Hair samples were analyzed by a laboratory that specialized in genotyping low quantity and quality DNA (Wildlife Genetics International; http://www.wildlifegenetics.ca). We used the G10J marker to distinguish between grizzly bear and black bear (U. americanus) samples21. We added 6 additional nuclear microsatellite loci to determine individual identity of the grizzly bear hair samples (G1A, G10B, G1D, G10H, G10M, and G10P)22,23,24 and the amelogenin marker to identify sex25. We confirmed individuals identified using this 7-locus genotype by extending the genotypes to 9 additional loci (G10C, G10L, CXX110, CXX20, Mu50, Mu59, G10U, Mu23, and G10X22,23,24,26,27, and confirmed sex with a second proprietary test developed by Wildlife Genetics International. Sub-selection of samples for analysis is described in Supplementary Information online.

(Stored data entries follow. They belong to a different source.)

//! Physics tuning
//!
//! Every numeric policy the simulation applies lives in [`Tuning`], so each
//! minigame is a preset rather than its own copy of the physics. Tuning can
//! be loaded from JSON; absent fields keep the preset's values.

use std::path::Path;

use serde::{Deserialize, Serialize};

use crate::consts::DEFAULT_SAMPLE_COUNT;
use crate::error::Result;

/// What happens when a moving body's speed decays below `stop_epsilon`
#[derive(Debug, Clone, Copy, PartialEq, Eq, Serialize, Deserialize, Default)]
pub enum RestPolicy {
    /// Both axes below epsilon: zero velocity and go idle (golf)
    #[default]
    Stop,
    /// Zero each slow axis on its own and stay active (tag)
    SnapAxes,
}

/// Physics parameters for one body type
#[derive(Debug, Clone, Serialize, Deserialize)]
#[serde(default)]
pub struct Tuning {
    /// Angular samples swept around the probe ring
    pub sample_count: u32,
    /// Per-step velocity multiplier (friction)
    pub damping: f32,
    /// Speed kept when an axis bounces off a wall
    pub bounce_factor: f32,
    /// Per-axis speed below which the body counts as still
    pub stop_epsilon: f32,
    pub rest_policy: RestPolicy,
    /// Pixels pushed off a wall after an axis bounce
    pub wall_nudge: f32,

    // === Terrain effects ===
    /// Velocity multiplier while over decelerant terrain
    pub decelerant_factor: f32,
    /// Velocity multiplier while over booster terrain
    pub booster_factor: f32,

    // === Resting nudge ===
    /// Pixels moved per escape attempt
    pub nudge_step: f32,
    /// Maximum escape attempts per call
    pub nudge_attempts: u32,

    // === Ball-vs-ball ===
    /// Fraction of the exchanged impulse kept on contact
    pub contact_bounce: f32,
    /// Fraction of velocity stepped back when a contact shoved a body into a wall
    pub settle_backstep: f32,
    /// Velocity multiplier (reversed) after that step back
    pub settle_bounce: f32,
}

impl Default for Tuning {
    fn default() -> Self {
        Self::golf()
    }
}

impl Tuning {
    /// Golf ball: soft bounces, pushed clear of walls, stops dead
    pub fn golf() -> Self {
        Self {
            sample_count: DEFAULT_SAMPLE_COUNT,
            damping: 0.985,
            bounce_factor: 0.6,
            stop_epsilon: 0.1,
            rest_policy: RestPolicy::Stop,
            wall_nudge: 1.0,
            decelerant_factor: 0.99,
            booster_factor: 1.05,
            nudge_step: 2.0,
            nudge_attempts: 10,
            contact_bounce: 0.8,
            settle_backstep: 0.1,
            settle_bounce: 0.5,
        }
    }

    /// Tag balls: bouncier, never fully idle
    pub fn tag() -> Self {
        Self {
            bounce_factor: 0.8,
            wall_nudge: 0.0,
            rest_policy: RestPolicy::SnapAxes,
            ..Self::golf()
        }
    }

    /// Generic bouncing-ball demo
    pub fn bounce() -> Self {
        Self {
            bounce_factor: 0.8,
            wall_nudge: 0.0,
            ..Self::golf()
        }
    }

    /// Look up a preset by name
    pub fn preset(name: &str) -> Option<Self> {
        match name.to_lowercase().as_str() {
            "golf" => Some(Self::golf()),
            "tag" => Some(Self::tag()),
            "bounce" | "demo" => Some(Self::bounce()),
            _ => None,
        }
    }

    /// Parse tuning from JSON, filling gaps from the golf preset
    pub fn from_json(json: &str) -> Result<Self> {
        Ok(serde_json::from_str(json)?)
    }

    /// Load tuning from a JSON file
    pub fn load(path: impl AsRef<Path>) -> Result<Self> {
        let path = path.as_ref();
        let json = std::fs::read_to_string(path)?;
        let tuning = Self::from_json(&json)?;
        log::info!("Loaded tuning from {}", path.display());
        Ok(tuning)
    }

    /// Clamp values into ranges the simulation can run with
    pub fn sanitized(mut self) -> Self {
        if !(self.bounce_factor > 0.0 && self.bounce_factor <= 1.0) {
            log::warn!("bounce_factor {} out of (0, 1], clamping", self.bounce_factor);
            self.bounce_factor = self.bounce_factor.clamp(f32::EPSILON, 1.0);
        }
        if self.sample_count == 0 {
            self.sample_count = 1;
        }
        self.stop_epsilon = self.stop_epsilon.max(0.0);
        self
    }
}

Spatial capture-recapture modeling

We used maximum-likelihood spatial capture-recapture (SCR) models28,29 to estimate local and overall density and annual population growth rates from spatial detection histories. SCR models specify a spatially explicit link between a summary of each individual’s location, henceforth their activity center, and locations where they may be detected, here, the sampled bear rubs. We treated the 5 years (2004, 2009, 2010, 2011, 2012) of detection data as independent “occasions” and ran separate models for males and females. For each year we denoted the coordinates of each rub by the vector xjt for years t = 2004 and 2009–2012 and for j = 1, 2, …, nt rub locations and the activity center for individual i as si, a 2-dimensional coordinate. SCR models parameterize the probability of detection, p(xjt,si), of an individual at each rub by a function of distance between the rub and the putative activity center. For each year and sex, we used the half-normal model30, where probability of detection at a location is assumed to decline with distance from the activity center following a half-normal distribution such that:

$$p({x}_{jt},{s}_{i})={p}_{0}exp(-dist{({x}_{jt},{s}_{i})}^{2}/(2{\sigma }^{2}))$$
(1)

The parameters we estimated were baseline detection probability at the activity center, p0, and the scale of movement parameter, σ, related to the extent of space used by individuals during the period of sampling. In addition, SCR models contain a parameter representing density, D, estimated from the observed encounter history data. Model parameters were estimated by maximum likelihood (MLE31) using the R package oSCR31,32. For all parameters of the model the standard error (SE) was from the Hessian of the likelihood function evaluated at the MLEs.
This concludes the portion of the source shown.